**REQUIRED ACTION**
A single number is needed: how many lines of the data below contain "usize".

Stored items
______
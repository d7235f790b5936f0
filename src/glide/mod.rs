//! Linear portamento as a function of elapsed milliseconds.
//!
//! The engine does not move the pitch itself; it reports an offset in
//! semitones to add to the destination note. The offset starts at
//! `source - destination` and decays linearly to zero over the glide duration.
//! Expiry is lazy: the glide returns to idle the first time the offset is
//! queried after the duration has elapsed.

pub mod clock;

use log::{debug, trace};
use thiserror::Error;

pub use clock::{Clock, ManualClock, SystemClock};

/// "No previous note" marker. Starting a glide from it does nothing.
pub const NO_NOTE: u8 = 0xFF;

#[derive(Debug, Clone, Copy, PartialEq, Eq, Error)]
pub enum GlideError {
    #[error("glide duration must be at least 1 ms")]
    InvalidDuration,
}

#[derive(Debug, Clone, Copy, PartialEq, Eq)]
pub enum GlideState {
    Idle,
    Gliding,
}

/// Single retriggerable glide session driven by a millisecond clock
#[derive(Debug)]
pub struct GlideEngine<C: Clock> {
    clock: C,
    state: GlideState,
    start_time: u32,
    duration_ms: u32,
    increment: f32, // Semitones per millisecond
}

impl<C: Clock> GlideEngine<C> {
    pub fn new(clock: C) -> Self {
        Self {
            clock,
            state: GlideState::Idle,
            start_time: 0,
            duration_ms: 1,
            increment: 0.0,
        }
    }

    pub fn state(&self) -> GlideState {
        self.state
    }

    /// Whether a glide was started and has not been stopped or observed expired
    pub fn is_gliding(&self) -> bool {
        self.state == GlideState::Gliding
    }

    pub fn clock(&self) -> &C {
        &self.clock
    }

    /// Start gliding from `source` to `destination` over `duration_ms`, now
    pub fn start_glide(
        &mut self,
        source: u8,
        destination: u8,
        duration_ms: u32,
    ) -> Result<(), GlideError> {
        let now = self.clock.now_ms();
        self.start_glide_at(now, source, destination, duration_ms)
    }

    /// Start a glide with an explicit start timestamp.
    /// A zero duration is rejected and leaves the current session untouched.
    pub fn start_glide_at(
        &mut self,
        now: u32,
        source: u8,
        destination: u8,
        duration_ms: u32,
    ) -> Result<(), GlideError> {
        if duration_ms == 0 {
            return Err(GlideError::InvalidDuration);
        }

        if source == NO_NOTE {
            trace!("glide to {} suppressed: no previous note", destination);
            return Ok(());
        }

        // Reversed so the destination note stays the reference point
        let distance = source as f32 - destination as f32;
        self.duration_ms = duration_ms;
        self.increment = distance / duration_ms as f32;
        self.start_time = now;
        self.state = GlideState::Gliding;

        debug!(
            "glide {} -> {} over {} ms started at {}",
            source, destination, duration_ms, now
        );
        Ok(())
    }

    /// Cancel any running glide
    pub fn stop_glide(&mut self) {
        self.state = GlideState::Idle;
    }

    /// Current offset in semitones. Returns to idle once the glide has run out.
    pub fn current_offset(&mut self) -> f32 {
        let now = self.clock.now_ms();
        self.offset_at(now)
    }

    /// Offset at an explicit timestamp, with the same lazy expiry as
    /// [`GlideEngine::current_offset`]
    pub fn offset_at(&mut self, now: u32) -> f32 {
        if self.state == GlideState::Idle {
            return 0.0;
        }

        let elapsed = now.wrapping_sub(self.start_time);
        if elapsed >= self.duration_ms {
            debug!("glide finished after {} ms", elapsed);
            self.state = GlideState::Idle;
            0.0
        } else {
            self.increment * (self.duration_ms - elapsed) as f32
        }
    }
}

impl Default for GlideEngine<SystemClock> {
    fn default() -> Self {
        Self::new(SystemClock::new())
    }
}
______
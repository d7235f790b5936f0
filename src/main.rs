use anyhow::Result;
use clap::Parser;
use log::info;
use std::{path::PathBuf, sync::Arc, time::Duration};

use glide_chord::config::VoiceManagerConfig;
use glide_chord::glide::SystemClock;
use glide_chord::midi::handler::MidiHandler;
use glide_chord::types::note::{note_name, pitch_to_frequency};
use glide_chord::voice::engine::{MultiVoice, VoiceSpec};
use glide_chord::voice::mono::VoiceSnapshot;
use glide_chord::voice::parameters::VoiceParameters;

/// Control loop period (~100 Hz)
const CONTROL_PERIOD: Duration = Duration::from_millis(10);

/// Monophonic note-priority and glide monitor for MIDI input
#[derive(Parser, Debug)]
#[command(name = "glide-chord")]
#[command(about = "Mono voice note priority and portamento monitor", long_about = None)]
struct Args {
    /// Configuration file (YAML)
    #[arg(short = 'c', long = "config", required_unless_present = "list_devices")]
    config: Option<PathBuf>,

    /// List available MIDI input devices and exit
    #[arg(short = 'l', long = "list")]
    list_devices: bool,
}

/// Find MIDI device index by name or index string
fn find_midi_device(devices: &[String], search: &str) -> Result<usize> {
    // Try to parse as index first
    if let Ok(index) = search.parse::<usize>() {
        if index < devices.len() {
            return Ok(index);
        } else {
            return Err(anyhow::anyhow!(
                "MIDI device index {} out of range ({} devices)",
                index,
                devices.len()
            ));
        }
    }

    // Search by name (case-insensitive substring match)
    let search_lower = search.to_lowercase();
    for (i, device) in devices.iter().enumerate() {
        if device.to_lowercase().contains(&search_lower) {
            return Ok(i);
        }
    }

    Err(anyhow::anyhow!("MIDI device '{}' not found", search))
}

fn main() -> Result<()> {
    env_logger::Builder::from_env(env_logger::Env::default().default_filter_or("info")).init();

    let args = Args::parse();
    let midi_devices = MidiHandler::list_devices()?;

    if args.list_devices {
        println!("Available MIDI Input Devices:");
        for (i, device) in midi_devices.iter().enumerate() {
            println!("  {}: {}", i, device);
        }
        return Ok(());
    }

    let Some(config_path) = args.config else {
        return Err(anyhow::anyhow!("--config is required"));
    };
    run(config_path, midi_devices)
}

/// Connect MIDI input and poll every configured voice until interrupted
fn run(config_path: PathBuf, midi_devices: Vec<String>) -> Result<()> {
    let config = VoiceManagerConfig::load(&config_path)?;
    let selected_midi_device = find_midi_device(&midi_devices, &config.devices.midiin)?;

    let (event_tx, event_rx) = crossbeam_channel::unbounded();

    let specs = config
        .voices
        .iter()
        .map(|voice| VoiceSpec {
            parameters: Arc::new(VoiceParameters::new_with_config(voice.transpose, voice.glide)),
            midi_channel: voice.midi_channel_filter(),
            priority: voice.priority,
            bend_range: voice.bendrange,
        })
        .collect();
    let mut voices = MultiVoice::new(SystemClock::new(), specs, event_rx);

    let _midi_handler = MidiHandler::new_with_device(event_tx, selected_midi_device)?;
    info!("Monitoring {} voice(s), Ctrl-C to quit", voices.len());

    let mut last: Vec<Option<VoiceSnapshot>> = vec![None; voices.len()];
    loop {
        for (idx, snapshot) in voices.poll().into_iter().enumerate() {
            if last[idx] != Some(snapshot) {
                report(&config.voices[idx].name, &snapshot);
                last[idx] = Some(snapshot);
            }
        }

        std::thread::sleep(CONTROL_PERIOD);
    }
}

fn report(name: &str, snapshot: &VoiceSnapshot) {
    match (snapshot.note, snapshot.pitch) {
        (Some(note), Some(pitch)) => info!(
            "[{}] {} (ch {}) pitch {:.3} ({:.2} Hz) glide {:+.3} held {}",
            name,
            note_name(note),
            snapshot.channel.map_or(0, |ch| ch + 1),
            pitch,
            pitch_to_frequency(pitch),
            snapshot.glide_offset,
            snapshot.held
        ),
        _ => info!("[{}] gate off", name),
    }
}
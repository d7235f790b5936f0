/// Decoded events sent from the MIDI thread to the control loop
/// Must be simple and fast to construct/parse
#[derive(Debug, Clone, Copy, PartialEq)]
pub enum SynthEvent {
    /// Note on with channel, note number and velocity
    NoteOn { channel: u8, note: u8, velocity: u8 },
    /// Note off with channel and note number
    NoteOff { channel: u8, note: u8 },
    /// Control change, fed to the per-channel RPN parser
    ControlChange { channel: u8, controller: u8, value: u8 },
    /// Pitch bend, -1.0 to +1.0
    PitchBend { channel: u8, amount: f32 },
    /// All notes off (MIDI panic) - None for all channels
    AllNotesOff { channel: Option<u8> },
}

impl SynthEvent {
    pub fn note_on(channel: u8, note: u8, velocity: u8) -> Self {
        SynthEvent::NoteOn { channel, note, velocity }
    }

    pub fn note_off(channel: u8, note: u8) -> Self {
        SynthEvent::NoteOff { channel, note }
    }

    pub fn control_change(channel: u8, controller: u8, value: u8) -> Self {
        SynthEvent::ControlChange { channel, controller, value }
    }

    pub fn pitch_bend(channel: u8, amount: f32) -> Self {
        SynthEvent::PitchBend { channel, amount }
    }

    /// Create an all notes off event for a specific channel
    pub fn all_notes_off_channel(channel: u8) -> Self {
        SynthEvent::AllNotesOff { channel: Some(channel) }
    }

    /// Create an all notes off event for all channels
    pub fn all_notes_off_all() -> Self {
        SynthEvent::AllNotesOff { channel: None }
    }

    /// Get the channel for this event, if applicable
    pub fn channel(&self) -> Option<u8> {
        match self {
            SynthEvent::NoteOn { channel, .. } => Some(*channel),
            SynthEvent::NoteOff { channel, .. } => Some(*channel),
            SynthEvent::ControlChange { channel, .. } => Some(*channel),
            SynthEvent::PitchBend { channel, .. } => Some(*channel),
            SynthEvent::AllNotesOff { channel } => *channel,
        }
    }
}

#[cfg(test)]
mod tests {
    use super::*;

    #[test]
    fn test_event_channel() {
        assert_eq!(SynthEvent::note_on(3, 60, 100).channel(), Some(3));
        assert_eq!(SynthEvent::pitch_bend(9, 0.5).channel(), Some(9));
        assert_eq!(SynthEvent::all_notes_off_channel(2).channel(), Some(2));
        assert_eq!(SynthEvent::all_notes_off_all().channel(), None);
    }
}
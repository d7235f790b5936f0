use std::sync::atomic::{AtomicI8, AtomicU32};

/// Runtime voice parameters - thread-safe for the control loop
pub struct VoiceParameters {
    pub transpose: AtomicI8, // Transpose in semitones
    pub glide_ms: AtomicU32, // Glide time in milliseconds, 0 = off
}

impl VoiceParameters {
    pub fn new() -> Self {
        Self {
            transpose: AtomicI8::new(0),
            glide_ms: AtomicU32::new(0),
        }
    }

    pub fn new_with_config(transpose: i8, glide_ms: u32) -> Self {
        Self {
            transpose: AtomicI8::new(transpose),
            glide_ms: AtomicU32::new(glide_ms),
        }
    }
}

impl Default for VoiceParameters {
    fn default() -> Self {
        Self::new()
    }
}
______
**SOLUTION**
2